I enjoyed it as a relaxing read but I was annoyed the photos gave away a pointer from the last page so I advise not to look at them until finished reading
I noticed that, too, although I didn't find it nearly as annoying as the extremely fine print in the captions.
And speaking of which, who's the father? An anonymous sperm donor? I find myself thinking of the song, "Bennie's from Heaven" (a parody of "Pennies from Heaven"). The last time I checked, virgin births in humans require a rather exceptional mother.
Meh, you pretty much have to accept that photo inserts contain spoilers as a reality of photo inserts.
I love Una McCormack!
“I’d love to do a Sisko bio. I always love to hang around DS9. My imagination’s there half the time. Sisko would be really good fun. I love Sisko. He’s a phenomenal character. His pull between public idealism and private grief… all this power and this passion. DS9 gets better with every view.”

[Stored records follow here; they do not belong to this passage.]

// src/verifier/extract.rs
// =============================================================================
// This module pulls a line range out of an HTML-rendered source view.
//
// Rendering services show source files as a table with one row per line,
// and give the code cell of line N the id "LCN":
//
//   <tr>
//     <td id="L3" class="line-number">3</td>
//     <td id="LC3" class="blob-code">fn main() {</td>
//   </tr>
//
// To recover lines [start, end) we stream the HTML through the html5ever
// tokenizer (no DOM - a single forward pass) and run a tiny state machine:
//
//   locked   --(td start tag, first attribute value is a wanted LCn)-->  unlocked
//   unlocked --(character tokens)--> append text to the buffer
//   unlocked --(td end tag)--> append '\n', back to locked
//
// Everything else is ignored, which makes the extractor indifferent to
// malformed or unbalanced markup outside the cells we care about.
//
// Rust concepts:
// - Implementing a trait (TokenSink) to receive parser events
// - HashSet for O(1) membership checks
// =============================================================================

use html5ever::tendril::StrTendril;
use html5ever::tokenizer::{
    BufferQueue, Tag, TagKind, Token, TokenSink, TokenSinkResult, Tokenizer, TokenizerOpts,
};
use std::collections::HashSet;
use url::Url;

// A half-open interval of source lines, [start, end)
//
// Derived from a snippet link: `start` comes from the #L<n> fragment and
// `end` from the snippet's newline count, so the range length always equals
// the number of lines the snippet claims to mirror.
#[derive(Debug, Clone, PartialEq, Eq)]
pub struct LineRange {
    pub start: usize,
    pub end: usize,
}

impl LineRange {
    // Computes the claimed range for a code-link finding
    //
    // Returns None when the URL carries no usable line anchor (no fragment,
    // or a fragment that doesn't start with L<digits>). Trailing fragment
    // text after the digits (e.g. the "-L20" of a range anchor) is ignored.
    pub fn from_link(url: &str, snippet: &str) -> Option<LineRange> {
        let parsed = Url::parse(url).ok()?;
        let fragment = parsed.fragment()?;

        let digits: String = fragment
            .strip_prefix('L')?
            .chars()
            .take_while(|c| c.is_ascii_digit())
            .collect();
        let start: usize = digits.parse().ok()?;

        Some(LineRange {
            start,
            end: start + snippet.matches('\n').count(),
        })
    }
}

// The tokenizer sink holding the extraction state machine
//
// Exists for the duration of one parse and is discarded afterwards.
struct LineCellSink {
    /// The "LCn" ids we want, one per line in the range
    wanted: HashSet<String>,
    /// True while we are NOT inside a wanted cell
    locked: bool,
    /// Captured text, one newline-terminated entry per captured cell
    code: String,
}

impl LineCellSink {
    fn new(range: &LineRange) -> Self {
        LineCellSink {
            wanted: (range.start..range.end).map(|n| format!("LC{}", n)).collect(),
            locked: true,
            code: String::new(),
        }
    }

    fn handle_tag(&mut self, tag: Tag) {
        // Only table cells participate in the state machine
        if &*tag.name != "td" {
            return;
        }
        match tag.kind {
            TagKind::StartTag => {
                // The rendering convention puts the line id first; we match
                // the first attribute's value and validate nothing else
                if let Some(attr) = tag.attrs.first() {
                    if self.wanted.contains(&*attr.value) {
                        self.locked = false;
                    }
                }
            }
            TagKind::EndTag => {
                // An end tag only counts as "the" close if we were unlocked,
                // so stray </td> tags elsewhere never touch the buffer
                if !self.locked {
                    self.locked = true;
                    self.code.push('\n');
                }
            }
        }
    }
}

impl TokenSink for LineCellSink {
    type Handle = ();

    fn process_token(&mut self, token: Token, _line_number: u64) -> TokenSinkResult<()> {
        match token {
            Token::TagToken(tag) => self.handle_tag(tag),
            Token::CharacterTokens(text) => {
                // The tokenizer hands us decoded text (entities resolved)
                if !self.locked {
                    self.code.push_str(&text);
                }
            }
            _ => {}
        }
        TokenSinkResult::Continue
    }
}

// Extracts the text of `range` from an HTML source view
//
// Pure text transform: no network, no shared state. The output is the
// concatenation of the captured cells in document order, each terminated
// by a newline. Lines missing from the page are simply not captured -
// the caller detects that as a textual mismatch.
pub fn extract_lines(html: &str, range: &LineRange) -> String {
    let sink = LineCellSink::new(range);

    let mut input = BufferQueue::new();
    input.push_back(StrTendril::from_slice(html));

    let mut tokenizer = Tokenizer::new(sink, TokenizerOpts::default());
    let _ = tokenizer.feed(&mut input);
    tokenizer.end();

    tokenizer.sink.code
}

// -----------------------------------------------------------------------------
// BEGINNER NOTES:
//
// 1. Why the tokenizer instead of a DOM?
//    - We only need tag open/close events and text, in document order
//    - A DOM would cost a full tree build and lose first-attribute ordering
//    - The tokenizer is the same engine DOM crates like scraper sit on top of
//
// 2. What is a TokenSink?
//    - html5ever pushes tokens (tags, text, comments) into a sink you supply
//    - Our sink is the whole extractor: three fields of state, two rules
//
// 3. What is StrTendril?
//    - html5ever's cheap shared string type
//    - from_slice copies our &str into the tokenizer's input queue
// -----------------------------------------------------------------------------

#[cfg(test)]
mod tests {
    use super::*;

    // Builds a source view with `rows` lines, shaped like the real thing:
    // a number cell (id "Ln") followed by a code cell (id "LCn") per row
    fn line_table(rows: usize) -> String {
        let mut html = String::from("<html><body><table>");
        for n in 1..=rows {
            html.push_str(&format!(
                "<tr><td id=\"L{n}\" class=\"line-number\">{n}</td>\
                 <td id=\"LC{n}\" class=\"blob-code\">line {n}</td></tr>"
            ));
        }
        html.push_str("</table></body></html>");
        html
    }

    #[test]
    fn test_extracts_exactly_the_requested_range() {
        let html = line_table(10);
        let out = extract_lines(&html, &LineRange { start: 3, end: 6 });
        assert_eq!(out, "line 3\nline 4\nline 5\n");
    }

    #[test]
    fn test_extraction_is_pure() {
        let html = line_table(10);
        let range = LineRange { start: 2, end: 4 };
        assert_eq!(extract_lines(&html, &range), extract_lines(&html, &range));
    }

    #[test]
    fn test_single_line_range() {
        let html = line_table(5);
        let out = extract_lines(&html, &LineRange { start: 5, end: 6 });
        assert_eq!(out, "line 5\n");
    }

    #[test]
    fn test_empty_range_captures_nothing() {
        let html = line_table(5);
        let out = extract_lines(&html, &LineRange { start: 3, end: 3 });
        assert_eq!(out, "");
    }

    #[test]
    fn test_nested_tags_inside_cell_are_transparent() {
        let html = r#"<table><tr>
            <td id="LC1"><span class="kw">fn</span> <span>main</span>()</td>
        </tr></table>"#;
        let out = extract_lines(html, &LineRange { start: 1, end: 2 });
        assert_eq!(out, "fn main()\n");
    }

    #[test]
    fn test_entities_are_decoded() {
        let html = r#"<table><tr><td id="LC1">a &lt; b &amp;&amp; c &gt; d</td></tr></table>"#;
        let out = extract_lines(html, &LineRange { start: 1, end: 2 });
        assert_eq!(out, "a < b && c > d\n");
    }

    #[test]
    fn test_stray_end_tags_do_not_leak_into_the_buffer() {
        // The </td> before the wanted cell arrives while locked and must
        // not emit a separator, and the non-wanted trailing cell stays
        // invisible even though it is never closed
        let html = r#"</td><p>noise</p><table>
            <td id="LC1">wanted</td>
            <td id="LC9">never closed"#;
        let out = extract_lines(html, &LineRange { start: 1, end: 2 });
        assert_eq!(out, "wanted\n");
    }

    #[test]
    fn test_cells_without_attributes_are_ignored() {
        let html = r#"<table><tr><td>plain</td><td id="LC2">kept</td></tr></table>"#;
        let out = extract_lines(html, &LineRange { start: 2, end: 3 });
        assert_eq!(out, "kept\n");
    }

    #[test]
    fn test_missing_lines_shorten_the_output() {
        // Requesting [4, 7) from a 5-line page captures lines 4 and 5 only;
        // the caller sees the shortfall as a mismatch, not an error
        let html = line_table(5);
        let out = extract_lines(&html, &LineRange { start: 4, end: 7 });
        assert_eq!(out, "line 4\nline 5\n");
    }

    #[test]
    fn test_line_range_from_anchor() {
        // Two newlines in the snippet = two claimed lines
        let range = LineRange::from_link("http://x/y#L10", "foo\nbar\n").unwrap();
        assert_eq!(range, LineRange { start: 10, end: 12 });
    }

    #[test]
    fn test_line_range_ignores_trailing_anchor_text() {
        let range = LineRange::from_link("https://h/f.rs#L10-L20", "a\n").unwrap();
        assert_eq!(range, LineRange { start: 10, end: 11 });
    }

    #[test]
    fn test_line_range_requires_an_anchor() {
        assert!(LineRange::from_link("https://h/f.rs", "a\n").is_none());
        assert!(LineRange::from_link("https://h/f.rs#section", "a\n").is_none());
        assert!(LineRange::from_link("https://h/f.rs#L", "a\n").is_none());
        assert!(LineRange::from_link("not a url", "a\n").is_none());
    }
}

They're about 350 years more advanced than we are. I'm sure there'll be a way around it with science by then.
Chris was able to interview Una on Literary Treks and it is out now!

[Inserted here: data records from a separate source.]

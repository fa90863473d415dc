use std::fs;
use std::path::PathBuf;

use serde::Deserialize;
use tracing::debug;

use crate::error::{NotifyError, Result};

const DEFAULT_CONFIG_NAME: &str = "chatnotify.toml";

pub const GITHUB_MARK_URL: &str =
    "https://github.githubassets.com/images/modules/logos_page/GitHub-Mark.png";
pub const SUCCESS_ICON_URL: &str =
    "https://fonts.gstatic.com/s/i/googlematerialicons/check_circle/v6/24px.svg";
pub const FAILURE_ICON_URL: &str =
    "https://fonts.gstatic.com/s/i/googlematerialicons/error/v6/24px.svg";
pub const CANCELLED_ICON_URL: &str =
    "https://fonts.gstatic.com/s/i/googlematerialicons/cancel/v6/24px.svg";
pub const PULL_REQUEST_ICON_URL: &str =
    "https://fonts.gstatic.com/s/i/googlematerialicons/merge_type/v6/24px.svg";
pub const PUSH_ICON_URL: &str =
    "https://fonts.gstatic.com/s/i/googlematerialicons/commit/v6/24px.svg";
pub const WORKFLOW_DISPATCH_ICON_URL: &str =
    "https://fonts.gstatic.com/s/i/googlematerialicons/play_circle/v6/24px.svg";

#[derive(Debug, Default, Deserialize)]
#[serde(deny_unknown_fields)]
pub struct Config {
    #[serde(default)]
    pub assets: Assets,
}

/// Image and icon URLs referenced by the card.
#[derive(Debug, Clone, PartialEq, Eq, Deserialize)]
#[serde(default, deny_unknown_fields)]
pub struct Assets {
    pub github_mark: String,
    pub success_icon: String,
    pub failure_icon: String,
    pub cancelled_icon: String,
    pub pull_request_icon: String,
    pub push_icon: String,
    pub workflow_dispatch_icon: String,
}

impl Default for Assets {
    fn default() -> Self {
        Assets {
            github_mark: GITHUB_MARK_URL.to_string(),
            success_icon: SUCCESS_ICON_URL.to_string(),
            failure_icon: FAILURE_ICON_URL.to_string(),
            cancelled_icon: CANCELLED_ICON_URL.to_string(),
            pull_request_icon: PULL_REQUEST_ICON_URL.to_string(),
            push_icon: PUSH_ICON_URL.to_string(),
            workflow_dispatch_icon: WORKFLOW_DISPATCH_ICON_URL.to_string(),
        }
    }
}

impl Config {
    /// Load configuration from an explicit path, or search upward from the
    /// current dir, then the user config dir. No file at all means defaults.
    pub fn load(path_override: Option<PathBuf>) -> Result<Self> {
        let path = match path_override {
            Some(p) => p,
            None => match find_upwards(DEFAULT_CONFIG_NAME).or_else(user_config) {
                Some(p) => p,
                None => {
                    debug!("no config file found, using built-in assets");
                    return Ok(Config::default());
                }
            },
        };

        debug!(path = %path.display(), "loading config");
        let contents = fs::read_to_string(&path).map_err(|source| NotifyError::ConfigRead {
            path: path.clone(),
            source,
        })?;
        toml::from_str(&contents).map_err(|source| NotifyError::ConfigParse { path, source })
    }
}

fn find_upwards(file_name: &str) -> Option<PathBuf> {
    let mut dir = std::env::current_dir().ok()?;
    loop {
        let candidate = dir.join(file_name);
        if candidate.exists() {
            return Some(candidate);
        }
        if !dir.pop() {
            break;
        }
    }
    None
}

fn user_config() -> Option<PathBuf> {
    let candidate = dirs::config_dir()?.join("chatnotify").join("config.toml");
    candidate.exists().then_some(candidate)
}

#[cfg(test)]
mod tests {
    use super::*;
    use assert_matches::assert_matches;
    use std::io::Write;
    use tempfile::NamedTempFile;

    #[test]
    fn partial_assets_keep_defaults() {
        let toml = r#"[assets]
success_icon = "https://cdn.example/ok.png"
"#;
        let mut file = NamedTempFile::new().unwrap();
        file.write_all(toml.as_bytes()).unwrap();

        let cfg = Config::load(Some(file.path().to_path_buf())).unwrap();
        assert_eq!(cfg.assets.success_icon, "https://cdn.example/ok.png");
        assert_eq!(cfg.assets.failure_icon, FAILURE_ICON_URL);
        assert_eq!(cfg.assets.github_mark, GITHUB_MARK_URL);
    }

    #[test]
    fn empty_file_is_default() {
        let file = NamedTempFile::new().unwrap();
        let cfg = Config::load(Some(file.path().to_path_buf())).unwrap();
        assert_eq!(cfg.assets, Assets::default());
    }

    #[test]
    fn unknown_key_errors() {
        let mut file = NamedTempFile::new().unwrap();
        file.write_all(b"[assets]\nlogo = \"x\"\n").unwrap();
        let result = Config::load(Some(file.path().to_path_buf()));
        assert_matches!(result, Err(NotifyError::ConfigParse { .. }));
    }

    #[test]
    fn explicit_missing_file_errors() {
        let dir = tempfile::tempdir().unwrap();
        let result = Config::load(Some(dir.path().join("nope.toml")));
        assert_matches!(result, Err(NotifyError::ConfigRead { .. }));
    }
}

I just finished listening to this podcast very good discussion about Katherine Janeway and interesting choices Una Made about writing about Janeway's life from watching the Voyager episodes and wanting her book to be different than Jeri Taylors Books on the Voyager characters is really intriguing great interview thanks for posting it here.
This was definitely my favorite of the three autobiographies so far. I enjoyed the more introspective, reflective, and conversational tone (something I'd hoped for in the earlier installments of the series based on the expectations PAD set those many years ago when he suggested that James Kirk had written a popular memoir and excerpted a page or two). It was interesting that the book seemed to assume a great deal of familiarity with the story of Voyager; characters and situations from the show are dropped in with hardly any introduction, not that, you know, I'd expect many people to read a book like this who weren't familiar with the series (or, in-universe, with the exploits of the Voyager crew, especially since the book only seems to have been written ten or fifteen years later, when Voyager-mania would still be in many people's minds).
Some scattered notes I took; I enjoyed Janeway's self-indulgent asides and private jokes, like a stray remark about how family legends tend to be exaggerated, as well as Una's, briefly mentioning an otherwise-unchronicled encounter with Dr. Pulaski where the subject of children's entertainment somehow came up. Janeway did seem to know about Trill symbionts a few years too early, but I chalked that up to a mix of an unreliable narrator not necessarily remembering in detail exactly when she learned every relevant detail about what she was writing about, and her describing her sister-in-law in broad strokes, covering several years of getting to know her in a few paragraphs. I liked the phrasing that when Janeway showed up at an empty house, she went from room to room "asking for lights," a rare and subtle bit of sci-fi in the otherwise fairly grounded domestic segments. And I laughed out loud at the David Bowie joke in the last chapter.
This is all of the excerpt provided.